Come già detto prima, le chiacchiere prendono un nome diverso in ogni regione italiana che visitiamo, nonostante la ricetta resti la stessa. Tant’è che i laziali e gli umbri le chiamano “frappe” dalla forma più attorcigliata e con un rossissimo alchemers con il quale sono condite assieme al miele. I veneti ed i friulani decidono di chiamarle “cròstoli“ con aggiunta della grappa ed una frittura con lo strutto, a differenza dei veneziani e dei veronesi che in genere usano il vino bianco o il rosolio, e lo zucchero semolato invece di quello a velo. I piemontesi le chiamano “bugie”, a forma di rombo ripiene di marmellata o cioccolato. A Bologna ci sono le “sfrappole” e come liquore preferiscono quello all’anice o il rum, invece nei “cenci” toscani compare il vinsanto. Tutte da gustare anche le “cioffe” abruzzesi e molisane, arricchite da scorza di limone con Marsala o vino bianco. Al Sud, come liquori, possono figurare tanto il limoncello quanto il cognac. A Mantova le chiacchiere si chiamano “lattughe”, con Marsala e limone e sono più piccole; così come gli “intrigoni” di Reggio Emilia, con scorze di limone, d’arancio, sassolino o anisetta. Per finire con i “fiocchetti” riminesi e le “maraviglias” sarde.
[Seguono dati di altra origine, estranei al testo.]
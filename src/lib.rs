//! Core library for `questlog`, a gamified task list.
//!
//! Completing a quest grants experience and gold to the player's hero, who
//! levels up as experience accumulates. [`store::TaskGameStore`] owns the
//! game state; [`session::Session`] drives it the way a user interface
//! would; the `questlog` binary exposes both through a small CLI.

pub mod adapters;
pub mod cli;
pub mod commands;
pub mod config;
pub mod context;
pub mod game;
pub mod logging;
pub mod ports;
pub mod session;
pub mod store;

use clap::error::ErrorKind;
use clap::Parser;

use crate::config::Settings;

/// Run the CLI with the provided arguments and settings from the environment.
///
/// # Errors
///
/// Returns an error string when the environment is misconfigured, argument
/// parsing fails or command execution fails.
pub fn run<I, T>(args: I) -> Result<(), String>
where
    I: IntoIterator<Item = T>,
    T: Into<std::ffi::OsString> + Clone,
{
    let settings = Settings::from_env()?;
    run_with_settings(args, &settings)
}

/// Run the CLI with explicit settings.
///
/// `--help` and `--version` print to stdout and succeed.
///
/// # Errors
///
/// Returns an error string when argument parsing fails or command execution fails.
pub fn run_with_settings<I, T>(args: I, settings: &Settings) -> Result<(), String>
where
    I: IntoIterator<Item = T>,
    T: Into<std::ffi::OsString> + Clone,
{
    let cli = match cli::Cli::try_parse_from(args) {
        Ok(cli) => cli,
        Err(err) if matches!(err.kind(), ErrorKind::DisplayHelp | ErrorKind::DisplayVersion) => {
            print!("{err}");
            return Ok(());
        }
        Err(err) => return Err(err.to_string()),
    };
    commands::dispatch(&cli.command, settings)
}
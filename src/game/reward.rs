//! Reward and level-up arithmetic.

use serde::{Deserialize, Serialize};

use super::effort::EffortLevel;
use super::hero::HeroStatus;

/// What a single reward did to the hero.
#[derive(Debug, Clone, Copy, PartialEq, Eq, Serialize, Deserialize)]
pub struct RewardOutcome {
    /// Experience granted.
    pub xp: u32,
    /// Gold granted.
    pub gold: u32,
    /// Number of level boundaries crossed (may exceed one).
    pub levels_gained: u32,
}

/// Threshold for the level after one with `threshold`: `floor(threshold * 1.25)`.
///
/// Computed as `threshold * 5 / 4` in integer arithmetic, which truncates
/// exactly like the floating-point floor for every `u32` input.
#[must_use]
pub fn next_threshold(threshold: u32) -> u32 {
    let grown = u64::from(threshold) * 5 / 4;
    u32::try_from(grown).unwrap_or(u32::MAX)
}

/// Grants the reward for `effort` to `hero`.
pub fn apply_reward(hero: &mut HeroStatus, effort: EffortLevel) -> RewardOutcome {
    grant(hero, effort.xp(), effort.gold())
}

/// Grants raw `xp` and `gold`, levelling up as many times as the experience
/// allows. Afterwards `current_xp < xp_to_next_level`.
pub(crate) fn grant(hero: &mut HeroStatus, xp: u32, gold: u32) -> RewardOutcome {
    let mut new_xp = hero.current_xp.saturating_add(xp);
    let new_gold = hero.gold.saturating_add(gold);
    let mut new_level = hero.level;
    // A zero threshold would never terminate.
    let mut threshold = hero.xp_to_next_level.max(1);

    while new_xp >= threshold {
        new_level = new_level.saturating_add(1);
        new_xp -= threshold;
        threshold = next_threshold(threshold);
    }

    let levels_gained = new_level - hero.level;
    hero.level = new_level;
    hero.current_xp = new_xp;
    hero.xp_to_next_level = threshold;
    hero.gold = new_gold;

    RewardOutcome { xp, gold, levels_gained }
}

#[cfg(test)]
mod tests {
    use super::*;

    fn hero_at(current_xp: u32, xp_to_next_level: u32) -> HeroStatus {
        HeroStatus { current_xp, xp_to_next_level, ..HeroStatus::default() }
    }

    #[test]
    fn threshold_growth_truncates() {
        assert_eq!(next_threshold(100), 125);
        assert_eq!(next_threshold(125), 156);
        assert_eq!(next_threshold(156), 195);
        assert_eq!(next_threshold(1), 1);
        assert_eq!(next_threshold(u32::MAX), u32::MAX);
    }

    #[test]
    fn reward_below_threshold_only_accumulates() {
        let mut hero = hero_at(0, 100);
        let outcome = apply_reward(&mut hero, EffortLevel::Medium);

        assert_eq!(outcome, RewardOutcome { xp: 30, gold: 15, levels_gained: 0 });
        assert_eq!((hero.level, hero.current_xp, hero.xp_to_next_level, hero.gold), (1, 30, 100, 15));
    }

    #[test]
    fn critical_reward_levels_up_once() {
        let mut hero = hero_at(90, 100);
        let outcome = apply_reward(&mut hero, EffortLevel::Critical);

        assert_eq!(outcome.levels_gained, 1);
        assert_eq!(hero.level, 2);
        assert_eq!(hero.current_xp, 90);
        assert_eq!(hero.xp_to_next_level, 125);
        assert_eq!(hero.gold, 50);
    }

    #[test]
    fn large_reward_crosses_several_levels() {
        let mut hero = hero_at(90, 100);
        let outcome = grant(&mut hero, 300, 0);

        assert_eq!(outcome.levels_gained, 3);
        assert_eq!(hero.level, 4);
        assert_eq!(hero.current_xp, 9);
        assert_eq!(hero.xp_to_next_level, 195);
    }

    #[test]
    fn exact_threshold_levels_up() {
        let mut hero = hero_at(70, 100);
        apply_reward(&mut hero, EffortLevel::Medium);

        assert_eq!(hero.level, 2);
        assert_eq!(hero.current_xp, 0);
        assert_eq!(hero.xp_to_next_level, 125);
    }

    #[test]
    fn xp_stays_below_threshold_over_many_rewards() {
        let mut hero = HeroStatus::default();
        let mut gold = 0;
        for round in 0..200 {
            let effort = EffortLevel::ALL[round % EffortLevel::ALL.len()];
            apply_reward(&mut hero, effort);
            gold += effort.gold();
            assert!(hero.current_xp < hero.xp_to_next_level);
        }
        assert_eq!(hero.gold, gold);
        assert!(hero.level > 1);
    }

    #[test]
    fn zero_threshold_does_not_hang() {
        let mut hero = hero_at(0, 0);
        grant(&mut hero, 3, 0);
        assert!(hero.current_xp < hero.xp_to_next_level);
        assert_eq!(hero.level, 4);
    }
}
E parlando di chiacchiere, non possiamo non citare il famoso “sanguinaccio”. Esso veniva preparato a gennaio, precisamente il 17, giorno della festività di Sant’Antonio Abate. Dobbiamo dire che con il Santo c’entra ben poco, più che altro c’è una coincidenza di date e a tal proposito, con il passare del tempo e quindi della tradizione, si è lasciata l’immagine del Santo con il maiale. Infatti, proprio in questo giorno finiva il rituale di macellazione, quindi si raccoglieva il sangue, per trarne una crema con cacao, zucchero, farina, vino cotto, cioccolato fondente, grasso di maiale, cedro candito, cannella, chiodi di garofano, uvetta e noci. Inizialmente aveva uno scopo medico, in quanto veniva usato per colmare la mancanza di ferro, in seguito è diventato uno dei simboli della gastronomia napoletana. Questa resta una ricetta di recupero che i contadini hanno creato, perché, come si sa, del maiale non si butta via niente! Veniva mescolato in continuazione, per evitarne la coagulazione, per poi essere aggiunto alla crema di cacao cotta nei grandi pentoloni di rame, tipici di una volta. Al giorno d’oggi si prepara, ma la crema è priva di sangue, infatti esso è stato bandito dalla cucina in tutta Italia dopo la legge del 1992, in quanto è un veicolo di malattie, per scongiurare il rischio di infezioni.
In generale le chiacchiere si possono consumare con tutti i tipi di creme che si preferiscono: partendo dalle confetture e marmellate, passando per la cioccolata fondente, a latte o bianca, miele, ma anche creme come quella chantilly o quella pasticcera. Insomma mangiando le chiacchiere potete dare libero sfogo alla vostra golosa fantasia ma mi raccomando: non pensate troppo alle calorie!